Cancer anorexia/cachexia syndrome (CACS) is defined as a severe loss of appetite and body weight that results in a significant increase in cancer-related mortality. CACS is thought to involve the hypothalamus, the brain region that controls energy homeostasis. Melanin-concentrating hormone (MCH) and orexin neurons of the lateral hypothalamus are involved in regulating appetite and body weight. However, their role in CACS is unclear. Here, the Lewis-Lung Carcinoma (LLC) mouse model was used to characterize CACS. Additionally, using quantitative RT-PCR we investigated the levels of MCH and orexin gene expression in the hypothalami of LLC tumour-bearing mice. We found that injection of 0.5x106 LLC cells results in the most robust CACS with consistent anorexia and cachexia.

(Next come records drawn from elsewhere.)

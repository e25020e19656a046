//! Cross-process delivery of [`FanOutEvent`]s over broker channels.

use std::time::Duration;

use dashmap::mapref::entry::Entry;
use futures::{StreamExt, stream::BoxStream};
use tokio::{sync::watch, time::sleep};
use tracing::{debug, info, warn};
use uuid::Uuid;

use super::game_events::{self, Flow};
use crate::{dao::broker::BrokerError, dto::events::FanOutEvent, state::SharedState};

const RESUBSCRIBE_DELAY: Duration = Duration::from_millis(100);
const MAX_RESUBSCRIBE_DELAY: Duration = Duration::from_secs(5);

/// Publish `event` on the channel it belongs to: its game channel, or the global one.
pub async fn publish(state: &SharedState, event: &FanOutEvent) -> Result<(), BrokerError> {
    let channel = match event.game_channel() {
        Some(game_id) => game_id.to_string(),
        None => state.config().global_channel.clone(),
    };
    let payload = serde_json::to_string(event)
        .map_err(|err| BrokerError::command("PUBLISH", err))?;
    debug!(channel = %channel, payload = %payload, "publishing event");
    state.broker().publish(&channel, payload).await
}

fn decode(channel: &str, payload: &str) -> Option<FanOutEvent> {
    match serde_json::from_str(payload) {
        Ok(event) => Some(event),
        Err(err) => {
            warn!(channel, error = %err, "ignoring undecodable event");
            None
        }
    }
}

/// Wait `delay` unless shutdown comes first. Returns `false` on shutdown.
async fn back_off(delay: Duration, shutdown: &mut watch::Receiver<bool>) -> bool {
    tokio::select! {
        _ = sleep(delay) => !*shutdown.borrow(),
        _ = shutdown.changed() => false,
    }
}

/// Subscribe to `channel`, retrying with backoff. `None` once shutdown is signalled.
async fn subscribe_until_shutdown(
    state: &SharedState,
    channel: &str,
    shutdown: &mut watch::Receiver<bool>,
) -> Option<BoxStream<'static, String>> {
    let mut delay = RESUBSCRIBE_DELAY;
    loop {
        if *shutdown.borrow() {
            return None;
        }
        match state.broker().subscribe(channel).await {
            Ok(stream) => return Some(stream),
            Err(err) => warn!(channel, error = %err, "subscribe failed; retrying"),
        }
        if !back_off(delay, shutdown).await {
            return None;
        }
        delay = (delay * 2).min(MAX_RESUBSCRIBE_DELAY);
    }
}

/// Receive lobby events until shutdown, resubscribing whenever the subscription drops.
pub async fn run_global_listener(state: SharedState) {
    let channel = state.config().global_channel.clone();
    let mut shutdown = state.shutdown_watcher();
    let mut delay = RESUBSCRIBE_DELAY;

    while let Some(mut stream) = subscribe_until_shutdown(&state, &channel, &mut shutdown).await {
        info!(channel = %channel, "listening on global channel");
        loop {
            tokio::select! {
                message = stream.next() => {
                    let Some(payload) = message else {
                        break;
                    };
                    delay = RESUBSCRIBE_DELAY;
                    if let Some(event) = decode(&channel, &payload) {
                        game_events::handle_global(&state, event).await;
                    }
                }
                _ = shutdown.changed() => return,
            }
        }
        warn!(channel = %channel, "global subscription closed; resubscribing");
        if !back_off(delay, &mut shutdown).await {
            return;
        }
        delay = (delay * 2).min(MAX_RESUBSCRIBE_DELAY);
    }
}

/// Subscribe to the channel of `game_id` unless already subscribed.
///
/// Returns once the subscription is live, so events published afterwards are
/// guaranteed to reach the listener.
pub async fn ensure_game_subscription(state: &SharedState, game_id: Uuid) -> Result<(), BrokerError> {
    if state.subscriptions().contains_key(&game_id) {
        return Ok(());
    }
    let stream = state.broker().subscribe(&game_id.to_string()).await?;

    match state.subscriptions().entry(game_id) {
        Entry::Occupied(_) => {}
        Entry::Vacant(slot) => {
            let handle = tokio::spawn(run_game_listener(state.clone(), game_id, stream));
            slot.insert(handle);
        }
    }
    Ok(())
}

async fn run_game_listener(state: SharedState, game_id: Uuid, mut stream: BoxStream<'static, String>) {
    let channel = game_id.to_string();
    let mut shutdown = state.shutdown_watcher();
    let mut delay = RESUBSCRIBE_DELAY;
    debug!(%game_id, "listening on game channel");

    loop {
        tokio::select! {
            message = stream.next() => {
                let Some(payload) = message else {
                    warn!(%game_id, "game subscription closed; resubscribing");
                    if !back_off(delay, &mut shutdown).await {
                        break;
                    }
                    delay = (delay * 2).min(MAX_RESUBSCRIBE_DELAY);
                    let Some(fresh) = subscribe_until_shutdown(&state, &channel, &mut shutdown).await else {
                        break;
                    };
                    stream = fresh;
                    // Whatever was published while unsubscribed is read back from the broker.
                    if game_events::catch_up(&state, game_id).await == Flow::Stop {
                        break;
                    }
                    continue;
                };
                delay = RESUBSCRIBE_DELAY;
                let Some(event) = decode(&channel, &payload) else {
                    continue;
                };
                if game_events::handle_game(&state, event).await == Flow::Stop {
                    break;
                }
            }
            _ = shutdown.changed() => break,
        }
    }

    state.subscriptions().remove(&game_id);
    debug!(%game_id, "left game channel");
}

#[cfg(test)]
mod tests {
    use std::sync::Arc;

    use super::*;
    use crate::{
        config::AppConfig,
        dao::{broker::MemoryBroker, durable_store::MemoryDurableStore},
        state::AppState,
    };

    #[tokio::test]
    async fn events_are_published_on_their_own_channel() {
        let state = AppState::new(
            AppConfig::default(),
            Arc::new(MemoryDurableStore::new()),
            Arc::new(MemoryBroker::new()),
        );
        let (game_id, user_id) = (Uuid::new_v4(), Uuid::new_v4());
        let mut global = state
            .broker()
            .subscribe(&state.config().global_channel)
            .await
            .unwrap();
        let mut game = state.broker().subscribe(&game_id.to_string()).await.unwrap();

        let lobby = FanOutEvent::UserLeftGame { user_id, game_id };
        let in_game = FanOutEvent::StartGame { game_id };
        publish(&state, &lobby).await.unwrap();
        publish(&state, &in_game).await.unwrap();

        let received = global.next().await.unwrap();
        assert_eq!(serde_json::from_str::<FanOutEvent>(&received).unwrap(), lobby);
        let received = game.next().await.unwrap();
        assert_eq!(serde_json::from_str::<FanOutEvent>(&received).unwrap(), in_game);
    }

    #[tokio::test]
    async fn global_listener_returns_on_shutdown() {
        let state = AppState::new(
            AppConfig::default(),
            Arc::new(MemoryDurableStore::new()),
            Arc::new(MemoryBroker::new()),
        );
        let listener = tokio::spawn(run_global_listener(state.clone()));

        state.trigger_shutdown();
        tokio::time::timeout(Duration::from_secs(1), listener)
            .await
            .unwrap()
            .unwrap();
    }
}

In these mice, orexin mRNA expression was significantly reduced which correlated with food intake. Alternatively, in mice displaying cachexia only, MCH and orexin gene expression were positively correlated with body weight gain. Specifically, tumour-bearing mice with upregulated MCH or orexin mRNA expression did not lose weight, while those that failed to increase these factors lost weight. These results indicate that MCH and orexin may play a protective role against tumour-induced weight loss, while decreased orexin gene expression may contribute to anorexia in tumour-bearing mice. Overall, these findings support the idea that the MCH and orexin system may provide a potential therapeutic target for CACS.